Schematic for Solar Battery
The diode is not critical, I used a 1N4148 switching diode, a 1N4007 or similar world work as well.
A few important details:
For a power source, the wire colors are reversed on the battery snap.
There is no charge regulator in this very simple circuit. In order to guarantee the battery stays full, it must be consistently overcharged. Batteries that can tolerate this are lead acid and NiCd, and only at a small trickle current. WARNING DO NOT ATTEMPT THIS WITH OTHER BATTERY TYPES SUCH AS LI OR NIMH WHICH CAN RUPTURE< BURN< EXPLODE AND EXHIBIT GENERALLY RUDE BEHAVIOR
The solar cells from the LED lights are pretty small and weak, in full direct sun the maximum battery charge current is 22 mA. The NiCd cells are 1200 mA-hour, so the maximum is around a 50 hour rate or C/50.

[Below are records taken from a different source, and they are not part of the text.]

//! Engine-level replication setup against one member's SQL endpoint.
//!
//! Each operation opens its own session and is safe to repeat: existence is
//! checked before creation, and bootstrap refuses members that already
//! report group membership. The per-member progression is
//! unprovisioned -> user provisioned -> bootstrapped or joined -> in group,
//! re-entered from the last reached state on retry.

use mysql_async::prelude::Queryable;
use mysql_async::{Conn, Opts, OptsBuilder};
use thiserror::Error;
use tokio::time::{timeout, Duration};

use crate::common::{MYSQL_DB, MYSQL_PORT};

// A hung member must not block the whole cluster's convergence.
const CONNECT_TIMEOUT: Duration = Duration::from_secs(10);

#[derive(Debug, Error)]
pub enum MySqlError {
    #[error("mysql transport error: {0}")]
    Transport(#[from] mysql_async::Error),
    #[error("timed out connecting to {0}")]
    Timeout(String),
    #[error("replication protocol error: {0}")]
    Protocol(String),
}

/// One member's SQL endpoint.
#[derive(Debug, Clone)]
pub struct MySqlMember {
    pub host: String,
    pub port: u16,
    pub user: String,
    pub password: String,
    pub db: String,
}

impl MySqlMember {
    pub fn new(host: String, user: String, password: String) -> Self {
        MySqlMember {
            host,
            port: MYSQL_PORT as u16,
            user,
            password,
            db: MYSQL_DB.to_string(),
        }
    }

    async fn connect(&self) -> Result<Conn, MySqlError> {
        let opts = OptsBuilder::default()
            .ip_or_hostname(self.host.clone())
            .tcp_port(self.port)
            .user(Some(self.user.clone()))
            .pass(Some(self.password.clone()))
            .db_name(Some(self.db.clone()));
        let conn = timeout(CONNECT_TIMEOUT, Conn::new(Opts::from(opts)))
            .await
            .map_err(|_| MySqlError::Timeout(self.host.clone()))??;
        Ok(conn)
    }

    /// Creates the replication account unless it already exists.
    pub async fn ensure_replication_user(
        &self,
        user: &str,
        password: &str,
    ) -> Result<(), MySqlError> {
        let mut conn = self.connect().await?;
        let count: Option<i64> = conn
            .exec_first("SELECT COUNT(*) FROM mysql.user WHERE user = ?", (user,))
            .await?;
        if count.unwrap_or(0) == 0 {
            conn.exec_drop("CREATE USER ?@'%' IDENTIFIED BY ?", (user, password))
                .await?;
        }
        conn.disconnect().await?;
        Ok(())
    }

    /// Grants exactly the privileges replication recovery and backup
    /// coordination need, nothing broader.
    pub async fn grant_replication_privileges(&self, user: &str) -> Result<(), MySqlError> {
        let mut conn = self.connect().await?;
        conn.exec_drop(
            "GRANT BACKUP_ADMIN, REPLICATION SLAVE ON *.* TO ?@'%'",
            (user,),
        )
        .await?;
        conn.disconnect().await?;
        Ok(())
    }

    /// Points the distributed-recovery channel at the replication account.
    pub async fn set_recovery_channel(&self, user: &str, password: &str) -> Result<(), MySqlError> {
        let mut conn = self.connect().await?;
        conn.exec_drop(
            "CHANGE REPLICATION SOURCE TO SOURCE_USER = ?, SOURCE_PASSWORD = ? \
             FOR CHANNEL 'group_replication_recovery'",
            (user, password),
        )
        .await?;
        conn.disconnect().await?;
        Ok(())
    }

    /// Whether this member already reports ONLINE group membership.
    pub async fn cluster_exists(&self) -> Result<bool, MySqlError> {
        let mut conn = self.connect().await?;
        let online: Option<i64> = conn
            .query_first(
                "SELECT COUNT(*) FROM performance_schema.replication_group_members \
                 WHERE MEMBER_STATE = 'ONLINE'",
            )
            .await?;
        conn.disconnect().await?;
        Ok(online.unwrap_or(0) > 0)
    }

    /// Creates a new replication group from this member. Exactly one live
    /// member may ever run this; a member already in a group is refused.
    pub async fn bootstrap(&self) -> Result<(), MySqlError> {
        if self.cluster_exists().await? {
            return Err(MySqlError::Protocol(format!(
                "{} already reports group membership, refusing to bootstrap",
                self.host
            )));
        }
        let mut conn = self.connect().await?;
        conn.query_drop("SET GLOBAL group_replication_bootstrap_group = ON")
            .await?;
        conn.query_drop("START GROUP_REPLICATION").await?;
        conn.query_drop("SET GLOBAL group_replication_bootstrap_group = OFF")
            .await?;
        conn.disconnect().await?;
        Ok(())
    }

    /// Attaches to the existing group through the seeds rendered into this
    /// member's configuration.
    pub async fn join(&self) -> Result<(), MySqlError> {
        let mut conn = self.connect().await?;
        conn.query_drop("START GROUP_REPLICATION").await?;
        conn.disconnect().await?;
        Ok(())
    }

    /// The member's raw executed-GTID watermark.
    pub async fn gtid_executed(&self) -> Result<String, MySqlError> {
        let mut conn = self.connect().await?;
        let gtid: Option<String> = conn.query_first("SELECT @@global.gtid_executed").await?;
        conn.disconnect().await?;
        Ok(gtid.unwrap_or_default())
    }
}
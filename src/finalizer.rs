//! Ordered cleanup of owned objects before the cluster can be deleted.
//!
//! The protective finalizer token stays on the object until every owned
//! resource is confirmed deleted or already absent; a failed deletion leaves
//! the token in place so the platform re-invokes finalization later.

use k8s_openapi::api::apps::v1 as appsv1;
use k8s_openapi::api::core::v1 as corev1;
use kube::api::{Api, DeleteParams, Patch, PatchParams};
use kube::Client;
use serde::de::DeserializeOwned;
use serde_json::json;
use std::fmt::Debug;
use tracing::*;

use crate::common::*;
use crate::mysqlcluster_types::MySqlCluster;
use crate::Error;

/// Deletes storage, compute, network and config objects for every planned
/// ordinal, then removes the protective finalizer. Absence of any object is
/// success, so a repeated invocation after partial cleanup also succeeds.
pub async fn finalize(
    client: Client,
    cluster_api: &Api<MySqlCluster>,
    cluster: &MySqlCluster,
) -> Result<(), Error> {
    let has_token = cluster
        .metadata
        .finalizers
        .as_ref()
        .map(|f| f.iter().any(|t| t == FINALIZER_NAME))
        .unwrap_or(false);
    if !has_token {
        return Ok(());
    }

    let namespace = cluster_namespace(cluster);
    let size = cluster.spec.replica_count();
    info!(
        "Finalizing {}: deleting owned objects for {} members",
        cluster_name(cluster),
        size
    );

    let pvc_api = Api::<corev1::PersistentVolumeClaim>::namespaced(client.clone(), &namespace);
    for ordinal in 0..size {
        delete_tolerating_absence(&pvc_api, &pvc_name(cluster, ordinal)).await?;
    }

    let sts_api = Api::<appsv1::StatefulSet>::namespaced(client.clone(), &namespace);
    for ordinal in 0..size {
        delete_tolerating_absence(&sts_api, &stateful_set_name(cluster, ordinal)).await?;
    }

    let svc_api = Api::<corev1::Service>::namespaced(client.clone(), &namespace);
    delete_tolerating_absence(&svc_api, &headless_service_name(cluster)).await?;
    delete_tolerating_absence(&svc_api, &client_service_name(cluster)).await?;

    let cm_api = Api::<corev1::ConfigMap>::namespaced(client.clone(), &namespace);
    for ordinal in 0..size {
        delete_tolerating_absence(&cm_api, &config_map_name(cluster, ordinal)).await?;
    }

    let secret_api = Api::<corev1::Secret>::namespaced(client.clone(), &namespace);
    delete_tolerating_absence(&secret_api, &secret_name(cluster)).await?;

    remove_finalizer(cluster_api, cluster).await
}

async fn delete_tolerating_absence<K>(api: &Api<K>, name: &str) -> Result<(), Error>
where
    K: Clone + DeserializeOwned + Debug,
{
    match api.delete(name, &DeleteParams::default()).await {
        Ok(_) => {
            info!("Deleted {}", name);
            Ok(())
        }
        Err(kube_client::Error::Api(kube_core::ErrorResponse { ref reason, .. }))
            if reason == "NotFound" =>
        {
            Ok(())
        }
        Err(e) => Err(Error::FinalizeFailed(e)),
    }
}

async fn remove_finalizer(
    cluster_api: &Api<MySqlCluster>,
    cluster: &MySqlCluster,
) -> Result<(), Error> {
    let remaining: Vec<String> = cluster
        .metadata
        .finalizers
        .clone()
        .unwrap_or_default()
        .into_iter()
        .filter(|token| token != FINALIZER_NAME)
        .collect();
    cluster_api
        .patch(
            &cluster_name(cluster),
            &PatchParams::default(),
            &Patch::Merge(json!({ "metadata": { "finalizers": remaining } })),
        )
        .await
        .map_err(Error::CRUpdateFailed)?;
    info!("Removed finalizer from {}", cluster_name(cluster));
    Ok(())
}
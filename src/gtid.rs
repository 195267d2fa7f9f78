//! Ranking of per-member transaction watermarks.
//!
//! Each live member reports its executed-GTID set as `uuid:start-end`. The
//! member with the greatest `end` holds the most committed transactions and
//! is the only safe source to bootstrap or rejoin a group from.

use thiserror::Error;

#[derive(Debug, Error, PartialEq, Eq)]
pub enum GtidError {
    #[error("invalid gtid format: {0}")]
    Format(String),
}

#[derive(Debug, Clone, PartialEq, Eq)]
pub struct Gtid {
    pub uuid: String,
    /// Index of the reporting member in the input list, i.e. its ordinal.
    pub server_id: usize,
    pub start: u64,
    pub end: u64,
}

/// Parses one raw watermark. `Ok(None)` for the `"0"`/`"1"` sentinels a
/// member reports before it has been initialized; those must be excluded
/// from comparison rather than ranked as zero.
fn parse_gtid(raw: &str) -> Result<Option<(String, u64, u64)>, GtidError> {
    let raw = raw.trim();
    if raw == "0" || raw == "1" {
        return Ok(None);
    }

    // An executed set may carry several uuid:interval entries; rank on the
    // leading one, as the engine lists the local server first.
    let head = raw.split(',').next().unwrap().trim();

    let (uuid, intervals) = head
        .split_once(':')
        .ok_or_else(|| GtidError::Format(raw.to_string()))?;
    if uuid.is_empty() || !uuid.chars().all(|c| c.is_ascii_hexdigit() || c == '-') {
        return Err(GtidError::Format(raw.to_string()));
    }

    let first_interval = intervals.split(':').next().unwrap();
    let (start, end) = first_interval
        .split_once('-')
        .ok_or_else(|| GtidError::Format(raw.to_string()))?;
    let start = start
        .parse::<u64>()
        .map_err(|_| GtidError::Format(raw.to_string()))?;
    let end = end
        .parse::<u64>()
        .map_err(|_| GtidError::Format(raw.to_string()))?;

    Ok(Some((uuid.to_string(), start, end)))
}

/// Returns the record with the greatest `end` across all usable watermarks,
/// or `None` when no member reports a usable one (fresh cluster).
///
/// Ties keep the first occurrence: the scan replaces the current maximum
/// only on a strictly greater `end`, so among equal watermarks the lowest
/// ordinal wins.
pub fn max_gtid_member(watermarks: &[String]) -> Result<Option<Gtid>, GtidError> {
    let mut max: Option<Gtid> = None;
    for (ordinal, raw) in watermarks.iter().enumerate() {
        let (uuid, start, end) = match parse_gtid(raw)? {
            Some(parsed) => parsed,
            None => continue,
        };
        let candidate = Gtid {
            uuid,
            server_id: ordinal,
            start,
            end,
        };
        match max.as_ref() {
            Some(current) if candidate.end <= current.end => {}
            _ => max = Some(candidate),
        }
    }
    Ok(max)
}

#[cfg(test)]
mod tests {
    use super::*;

    fn watermarks(raw: &[&str]) -> Vec<String> {
        raw.iter().map(|s| s.to_string()).collect()
    }

    #[test]
    fn greatest_end_wins() {
        let input = watermarks(&[
            "3f65a290-a2f8-11ee-acdd-d08e7908bcb1:1-1049331886",
            "3f65a4e4-a2f8-11ee-acdd-d08e7908bcb1:1-54",
            "46dda72d-ceec-11ee-be3f-d08e7908bcb1:1-1906906",
            "9d4e207c-a2f7-11ee-8953-d08e7908bcb1:1-3294083",
            "f4a28df0-aebc-11ee-98ca-d08e7908bcb1:1-107367635",
            "f4a291f6-aebc-11ee-98ca-d08e7908bcb1:1-9",
        ]);
        let max = max_gtid_member(&input).unwrap().unwrap();
        assert_eq!(max.uuid, "f4a28df0-aebc-11ee-98ca-d08e7908bcb1");
        assert_eq!(max.end, 107367635);
        assert_eq!(max.server_id, 4);
    }

    #[test]
    fn sentinels_are_excluded_not_ranked() {
        let input = watermarks(&["0", "a1:1-50", "b2:1-75", "1"]);
        let max = max_gtid_member(&input).unwrap().unwrap();
        assert_eq!(max.uuid, "b2");
        assert_eq!(max.start, 1);
        assert_eq!(max.end, 75);
        assert_eq!(max.server_id, 2);
    }

    #[test]
    fn all_sentinels_selects_nothing() {
        let input = watermarks(&["0", "1", "0"]);
        assert_eq!(max_gtid_member(&input).unwrap(), None);
        assert_eq!(max_gtid_member(&[]).unwrap(), None);
    }

    #[test]
    fn ties_keep_the_lowest_ordinal() {
        let input = watermarks(&["aa:1-100", "bb:1-100", "cc:1-50"]);
        let max = max_gtid_member(&input).unwrap().unwrap();
        assert_eq!(max.uuid, "aa");
        assert_eq!(max.server_id, 0);
    }

    #[test]
    fn malformed_watermark_is_a_format_error() {
        for bad in ["not a gtid", "abc", "a1:x-5", "a1:5", ":1-5", "g_z!:1-5"] {
            let input = watermarks(&[bad]);
            assert!(
                matches!(max_gtid_member(&input), Err(GtidError::Format(_))),
                "expected format error for {:?}",
                bad
            );
        }
    }

    #[test]
    fn multi_entry_sets_rank_on_the_leading_entry() {
        let input = watermarks(&[
            "aa:1-10,bb:1-999",
            "cc:1-20",
        ]);
        let max = max_gtid_member(&input).unwrap().unwrap();
        assert_eq!(max.uuid, "cc");
        assert_eq!(max.end, 20);
    }
}
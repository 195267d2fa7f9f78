pub mod cluster_reconciler;
pub mod common;
pub mod config;
pub mod finalizer;
pub mod gtid;
pub mod mysql;
pub mod mysqlcluster_types;
pub mod resources;
pub mod topology;

use anyhow::Result;
use futures::StreamExt;
use kube::{
    api::{Api, ListParams},
    runtime::controller::{Action, Controller},
    Client, CustomResourceExt,
};
use std::{env, sync::Arc};
use thiserror::Error;
use tokio::time::Duration;
use tracing::*;

use crate::mysql::MySqlError;
use crate::mysqlcluster_types::MySqlCluster;

#[derive(Debug, Error)]
pub enum Error {
    #[error("Failed to get CR: {0}")]
    CRGetFailed(#[source] kube::Error),
    #[error("Failed to update CR metadata: {0}")]
    CRUpdateFailed(#[source] kube::Error),
    #[error("Failed to reconcile Secret: {0}")]
    ReconcileSecretFailed(#[source] kube::Error),
    #[error("Failed to reconcile ConfigMap: {0}")]
    ReconcileConfigMapFailed(#[source] kube::Error),
    #[error("Failed to reconcile PersistentVolumeClaim: {0}")]
    ReconcilePvcFailed(#[source] kube::Error),
    #[error("Failed to reconcile StatefulSet: {0}")]
    ReconcileStatefulSetFailed(#[source] kube::Error),
    #[error("Failed to reconcile Service: {0}")]
    ReconcileServiceFailed(#[source] kube::Error),
    #[error("Failed to update status: {0}")]
    StatusUpdateFailed(#[source] kube::Error),
    #[error("Failed to finalize cluster: {0}")]
    FinalizeFailed(#[source] kube::Error),
    #[error("Replication setup failed: {0}")]
    ReplicationFailed(#[source] MySqlError),
    #[error("MissingObjectKey: {0}")]
    MissingObjectKey(&'static str),
}

// Data we want access to in error/reconcile calls
pub struct Data {
    pub client: Client,
}

/// The controller triggers this on reconcile errors
fn error_policy(_object: Arc<MySqlCluster>, error: &Error, _ctx: Arc<Data>) -> Action {
    warn!("Reconcile failed due to error: {}", error);
    Action::requeue(Duration::from_secs(10))
}

#[tokio::main]
async fn main() -> Result<()> {
    tracing_subscriber::fmt::init();

    let args: Vec<String> = env::args().collect();
    let cmd = args[1].clone();
    if cmd == String::from("export") {
        info!("exporting custom resource definition");
        println!("{}", serde_yaml::to_string(&MySqlCluster::crd())?);
    } else if cmd == String::from("run") {
        info!("running mysql-controller");
        let client = Client::try_default().await?;
        let clusters = Api::<MySqlCluster>::all(client.clone());

        Controller::new(clusters, ListParams::default())
            .shutdown_on_signal()
            .run(
                cluster_reconciler::reconcile,
                error_policy,
                Arc::new(Data { client }),
            )
            .for_each(|res| async move {
                match res {
                    Ok(o) => info!("reconciled {:?}", o),
                    Err(e) => warn!("reconcile failed: {}", e),
                }
            })
            .await;
        info!("controller terminated");
    } else {
        warn!("wrong command; please use \"export\" or \"run\"");
    }
    Ok(())
}
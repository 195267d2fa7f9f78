//! Derivation of per-member identity from the declared cluster shape.
//!
//! Identities are recomputed on every pass and never stored; the only
//! cluster-lifetime state is the replication group name, which the
//! reconciler persists as an annotation and passes in from outside so that
//! planning itself stays deterministic.

use crate::common::{GROUP_COMM_PORT, MYSQL_PORT};

#[derive(Debug, Clone, PartialEq, Eq)]
pub struct MemberIdentity {
    pub ordinal: i32,
    /// Engine server id; the ordinal is already unique and stable.
    pub server_id: i32,
    /// Stable DNS name of the member pod behind the headless service.
    pub host: String,
    /// Replication-communication endpoints of every planned member.
    pub seeds: Vec<String>,
    pub report_port: i32,
}

impl MemberIdentity {
    /// The member's own replication-communication endpoint.
    pub fn local_address(&self) -> String {
        format!("{}:{}", self.host, GROUP_COMM_PORT)
    }
}

/// Plans the full member set for a cluster. Pure and deterministic: the
/// same name/namespace/size always yield the same identities.
pub fn plan(name: &str, namespace: &str, size: i32) -> Vec<MemberIdentity> {
    let hosts: Vec<String> = (0..size)
        .map(|ordinal| member_host(name, namespace, ordinal))
        .collect();
    let seeds: Vec<String> = hosts
        .iter()
        .map(|host| format!("{}:{}", host, GROUP_COMM_PORT))
        .collect();

    (0..size)
        .map(|ordinal| MemberIdentity {
            ordinal,
            server_id: ordinal,
            host: hosts[ordinal as usize].clone(),
            seeds: seeds.clone(),
            report_port: MYSQL_PORT,
        })
        .collect()
}

/// Each member runs as pod 0 of its own single-replica workload
/// `{name}-{ordinal}`, resolved through the `{name}-headless` service.
pub fn member_host(name: &str, namespace: &str, ordinal: i32) -> String {
    format!(
        "{name}-{ordinal}-0.{name}-headless.{namespace}.svc.cluster.local",
        name = name,
        ordinal = ordinal,
        namespace = namespace,
    )
}

/// Parses a Kubernetes resource quantity (`512Mi`, `1Gi`, `2G`, plain
/// bytes) into bytes. Returns `None` for shapes we do not size from.
pub fn parse_memory_quantity(quantity: &str) -> Option<i64> {
    let quantity = quantity.trim();
    if quantity.is_empty() {
        return None;
    }

    let split = quantity.find(|c: char| !c.is_ascii_digit());
    let (digits, suffix) = match split {
        Some(idx) => quantity.split_at(idx),
        None => (quantity, ""),
    };
    let value = digits.parse::<i64>().ok()?;

    let multiplier: i64 = match suffix {
        "" => 1,
        "k" => 1000,
        "M" => 1000 * 1000,
        "G" => 1000 * 1000 * 1000,
        "T" => 1000 * 1000 * 1000 * 1000,
        "Ki" => 1024,
        "Mi" => 1024 * 1024,
        "Gi" => 1024 * 1024 * 1024,
        "Ti" => 1024 * 1024 * 1024 * 1024,
        _ => return None,
    };
    value.checked_mul(multiplier)
}

#[cfg(test)]
mod tests {
    use super::*;

    #[test]
    fn plan_is_deterministic() {
        let first = plan("db", "prod", 3);
        let second = plan("db", "prod", 3);
        assert_eq!(first, second);
        assert_eq!(first.len(), 3);
    }

    #[test]
    fn identities_are_bound_to_ordinals() {
        let members = plan("db", "prod", 3);
        for (idx, member) in members.iter().enumerate() {
            assert_eq!(member.ordinal, idx as i32);
            assert_eq!(member.server_id, idx as i32);
            assert_eq!(member.report_port, 3306);
        }
        assert_eq!(
            members[1].host,
            "db-1-0.db-headless.prod.svc.cluster.local"
        );
        assert_eq!(
            members[1].local_address(),
            "db-1-0.db-headless.prod.svc.cluster.local:33061"
        );
    }

    #[test]
    fn every_member_seeds_from_all_peers() {
        let members = plan("db", "prod", 3);
        let expected: Vec<String> = (0..3)
            .map(|i| format!("db-{}-0.db-headless.prod.svc.cluster.local:33061", i))
            .collect();
        for member in &members {
            assert_eq!(member.seeds, expected);
        }
    }

    #[test]
    fn empty_cluster_plans_no_members() {
        assert!(plan("db", "prod", 0).is_empty());
    }

    #[test]
    fn memory_quantities() {
        assert_eq!(parse_memory_quantity("1024"), Some(1024));
        assert_eq!(parse_memory_quantity("1Ki"), Some(1024));
        assert_eq!(parse_memory_quantity("512Mi"), Some(512 * 1024 * 1024));
        assert_eq!(parse_memory_quantity("1Gi"), Some(1024 * 1024 * 1024));
        assert_eq!(parse_memory_quantity("2G"), Some(2_000_000_000));
        assert_eq!(parse_memory_quantity("1500k"), Some(1_500_000));
        assert_eq!(parse_memory_quantity(""), None);
        assert_eq!(parse_memory_quantity("abc"), None);
        assert_eq!(parse_memory_quantity("1Xi"), None);
    }
}
/// Buffer-pool sizing from the template's memory request; falls back to the
/// packaged default when no parsable request is declared.
pub fn buffer_pool_size(cluster: &MySqlCluster) -> String {
    cluster
        .spec
        .pod_template
        .resources
        .as_ref()
        .and_then(|r| r.requests.as_ref())
        .and_then(|requests| requests.get("memory"))
        .and_then(|quantity| parse_memory_quantity(&quantity.0))
        .map(config::innodb_buffer_pool_size)
        .unwrap_or_else(|| config::DEFAULT_BUFFER_POOL_SIZE.to_string())
}

pub fn make_member_config_map(
    cluster: &MySqlCluster,
    member: &MemberIdentity,
    group_name: &str,
) -> corev1::ConfigMap {
    let cnf = config::MySqlConfig {
        server_id: member.server_id.to_string(),
        enable_cluster: cluster.spec.cluster_mode(),
        group_name: group_name.to_string(),
        local_address: member.local_address(),
        group_seeds: member.seeds.join(","),
        report_host: member.host.clone(),
        report_port: member.report_port,
        innodb_buffer_pool_size: buffer_pool_size(cluster),
    };

    corev1::ConfigMap {
        metadata: ObjectMeta {
            name: Some(config_map_name(cluster, member.ordinal)),
            namespace: cluster.metadata.namespace.clone(),
            owner_references: Some(vec![cluster.controller_owner_ref(&()).unwrap()]),
            labels: Some(member_labels(cluster, member.ordinal)),
            ..ObjectMeta::default()
        },
        data: Some(BTreeMap::from([(CONFIG_FILE.to_string(), cnf.render())])),
        ..corev1::ConfigMap::default()
    }
}

pub fn make_member_pvc(cluster: &MySqlCluster, ordinal: i32) -> corev1::PersistentVolumeClaim {
    let storage = cluster.spec.pod_template.storage.as_ref();
    let requested = storage
        .and_then(|s| s.request.as_ref())
        .filter(|quantity| parse_memory_quantity(&quantity.0).map_or(false, |bytes| bytes > 0))
        .cloned()
        // absent or non-positive requests get the packaged minimum
        .unwrap_or_else(|| Quantity("5Gi".to_string()));

    corev1::PersistentVolumeClaim {
        metadata: ObjectMeta {
            name: Some(pvc_name(cluster, ordinal)),
            namespace: cluster.metadata.namespace.clone(),
            owner_references: Some(vec![cluster.controller_owner_ref(&()).unwrap()]),
            labels: Some(member_labels(cluster, ordinal)),
            ..ObjectMeta::default()
        },
        spec: Some(corev1::PersistentVolumeClaimSpec {
            access_modes: Some(vec!["ReadWriteOnce".to_string()]),
            resources: Some(corev1::ResourceRequirements {
                requests: Some(BTreeMap::from([("storage".to_string(), requested)])),
                ..corev1::ResourceRequirements::default()
            }),
            storage_class_name: storage.and_then(|s| s.storage_class.clone()),
            volume_mode: Some("Filesystem".to_string()),
            ..corev1::PersistentVolumeClaimSpec::default()
        }),
        ..corev1::PersistentVolumeClaim::default()
    }
}
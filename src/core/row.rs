/// Status that disables a row's cancel affordance. Every other status is
/// carried as opaque text — the backend owns the status vocabulary.
pub const STATUS_CANCELED: &str = "canceled";

/// Default status assumed for a just-created notification until the server
/// says otherwise.
pub const STATUS_CREATED: &str = "created";

/// Fallback when a record carries no recognizable status field.
pub const STATUS_UNKNOWN: &str = "unknown";

pub const STATUS_PENDING: &str = "pending";
pub const STATUS_SENT: &str = "sent";
pub const STATUS_FAILED: &str = "failed to send";
pub const STATUS_FAILED_IN_TIME: &str = "failed to send in time";
pub const STATUS_LATE: &str = "running late";

/// One notification as shown to the user: canonical id, current status,
/// and the derived cancel-affordance state.
#[derive(Debug, Clone, PartialEq, Eq)]
pub struct NotificationRow {
    pub id: String,
    pub status: String,
    pub action_disabled: bool,
}

impl NotificationRow {
    pub fn new(id: impl Into<String>, status: impl Into<String>) -> Self {
        let status = status.into();
        let action_disabled = status == STATUS_CANCELED;
        Self {
            id: id.into(),
            status,
            action_disabled,
        }
    }

    /// Overwrite the displayed status and recompute the affordance from it.
    pub fn set_status(&mut self, status: impl Into<String>) {
        self.status = status.into();
        self.action_disabled = self.status == STATUS_CANCELED;
    }
}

For NiCd cells, limit the maximum rate to somewhere between C/20 (1200/20 = 60mA) and C/100 (1200/100 = 12 mA). Above 60 mA the cells may lose electrolyte and dry out. If the charge current never rises above 12 mA the electrodes may crystallize excessively and reduce capacity.
This battery provides plenty of power to perpetually run small wireless motes such as Dirt Cheep Dumb Wireless and Wicked Node. The solar power collected over 24h easily exceeds the demands of the node, and the trickly current is low enough that the NiCds should last for years.
The same principle can be applied to larger solar arrays and loads, sizing the solar array to the load and making sure the battery is sufficient to handle the overcharge. At some point you have enough $$$ in the solar and battery that a real honest charge regulator becomes worthwhile investment.